Almost every Israeli teacher will have served in the military, many on checkpoints. Every Palestinian teacher will have passed through those checkpoints. Two people, both teachers, on opposite sides of that encounter, then bring those experiences into the classroom. It cannot help but influence their teaching.

So describes Dr. Muhannad Beidas, the Chief of the Field Education Programme in the West Bank for UNRWA, the United Nations Relief and Works Agency. He works in a compound of temporary trailers and cement buildings in northern Jerusalem – quite a contrast to the new and beautifully designed Israeli monument and museum to the Ammunition Hill battle just across the street. Faded posters of villagers in traditional Palestinian dress adorn the walls along with graphs and tables of student progress.

We are discussing the challenges of teaching in the context of the conflict. As we considered teaching for human rights, dignity and tolerance, Dr. Beidas noted the enormous attention absorbed by textbooks, which I have written about before. He argued that while UNRWA has made great progress on the content of the books, ultimately it is teacher quality that makes by far the larger difference. “You can give the most thoughtfully designed textbook to a bad teacher, and they will not use it effectively. A great teacher can teach an article from a tabloid newspaper and the students will really benefit.”

Dr. Beidas reports that since 1999 UNRWA schools have been seeking to explicitly teach a human rights curriculum. The human rights curriculum has several parts – staff, training, student initiatives, and materials, which include books and worksheets. Funding is an issue, as always. When the Israeli-Palestinian conflict ebbs somewhat, funding increases. Counterproductively, just when education for conflict resolution is needed most, at times of greater tension, international funders pull back. He is also very clear about the limits of such a curriculum. “We have a school in the Jalazone camp, next to a settlement. We have been seeking for 20 years to repair and expand the school, and just now it seems we might be getting some greater permission. Consider that these students are going to school in these cracked conditions, and they know why. Their teachers are frustrated. Imagine then how hard it is to teach tolerance.” He noted that the challenges are different in different areas. The Shuafat Refugee Camp, for example, is surrounded on three sides by the separation barrier. Cut off from the West Bank, the Palestinian Authority cannot patrol it. Israeli police do not enter. As a result, hard drug use, traditionally extremely rare in Palestinian society, is on the rise.
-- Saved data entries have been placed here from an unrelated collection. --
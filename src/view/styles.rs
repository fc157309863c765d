//! History and strobe styling.
//!
//! Provides distinct colors for the history entry kinds and maps light
//! states to strobe panel colors.

use crate::model::EntryKind;
use crate::transmit::LightSignal;
use ratatui::style::{Color, Modifier, Style};

// ===== ColorConfig =====

/// Configuration for color output of the text areas.
///
/// Disabled when the `NO_COLOR` environment variable is set. The strobe
/// panel is always colored since the colors carry the signal.
#[derive(Debug, Clone, Copy, PartialEq, Eq)]
pub struct ColorConfig {
    enabled: bool,
}

impl ColorConfig {
    /// Read `NO_COLOR` (any value disables colors).
    pub fn from_env() -> Self {
        Self {
            enabled: std::env::var_os("NO_COLOR").is_none(),
        }
    }

    /// Explicit setting, for tests.
    pub fn new(enabled: bool) -> Self {
        Self { enabled }
    }

    /// Check if colors are enabled.
    pub fn colors_enabled(self) -> bool {
        self.enabled
    }
}

// ===== EntryStyles =====

/// Styles for each history entry kind and the separator row.
#[derive(Debug, Clone, Copy, PartialEq, Eq)]
pub struct EntryStyles {
    system: Style,
    user: Style,
    error: Style,
    separator: Style,
}

impl EntryStyles {
    /// Styles honoring `NO_COLOR`.
    pub fn new() -> Self {
        Self::with_color_config(ColorConfig::from_env())
    }

    /// Styles for an explicit color configuration.
    pub fn with_color_config(config: ColorConfig) -> Self {
        if config.colors_enabled() {
            Self {
                system: Style::default().fg(Color::Yellow),
                user: Style::default().fg(Color::Cyan),
                error: Style::default().fg(Color::Red).add_modifier(Modifier::BOLD),
                separator: Style::default().fg(Color::DarkGray),
            }
        } else {
            Self {
                system: Style::default(),
                user: Style::default(),
                error: Style::default().add_modifier(Modifier::BOLD),
                separator: Style::default(),
            }
        }
    }

    /// Style for lines of an entry of `kind`.
    pub fn for_kind(&self, kind: EntryKind) -> Style {
        match kind {
            EntryKind::System => self.system,
            EntryKind::User => self.user,
            EntryKind::Error => self.error,
        }
    }

    /// Style of the separator row.
    pub fn separator(&self) -> Style {
        self.separator
    }
}

impl Default for EntryStyles {
    fn default() -> Self {
        Self::new()
    }
}

/// Terminal color of a strobe state.
pub fn signal_color(signal: LightSignal) -> Color {
    let rgb = signal.color();
    Color::Rgb(rgb.r, rgb.g, rgb.b)
}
Still, there is some good news from Dr. Beidas’ perspective. The curriculum can make a difference, influencing not only the students themselves but the siblings and family. When they have more money, UNRWA actually gives some of the books to the students to keep, so they will be in the home. They are emphasizing interactive teaching, with students rewriting stories, creating their own narratives. Every school now has a parliament, so they can experience democratic engagement and the empowerment that accompanies it. Teachers trained in conflict resolution have influences beyond the classroom to the wider society.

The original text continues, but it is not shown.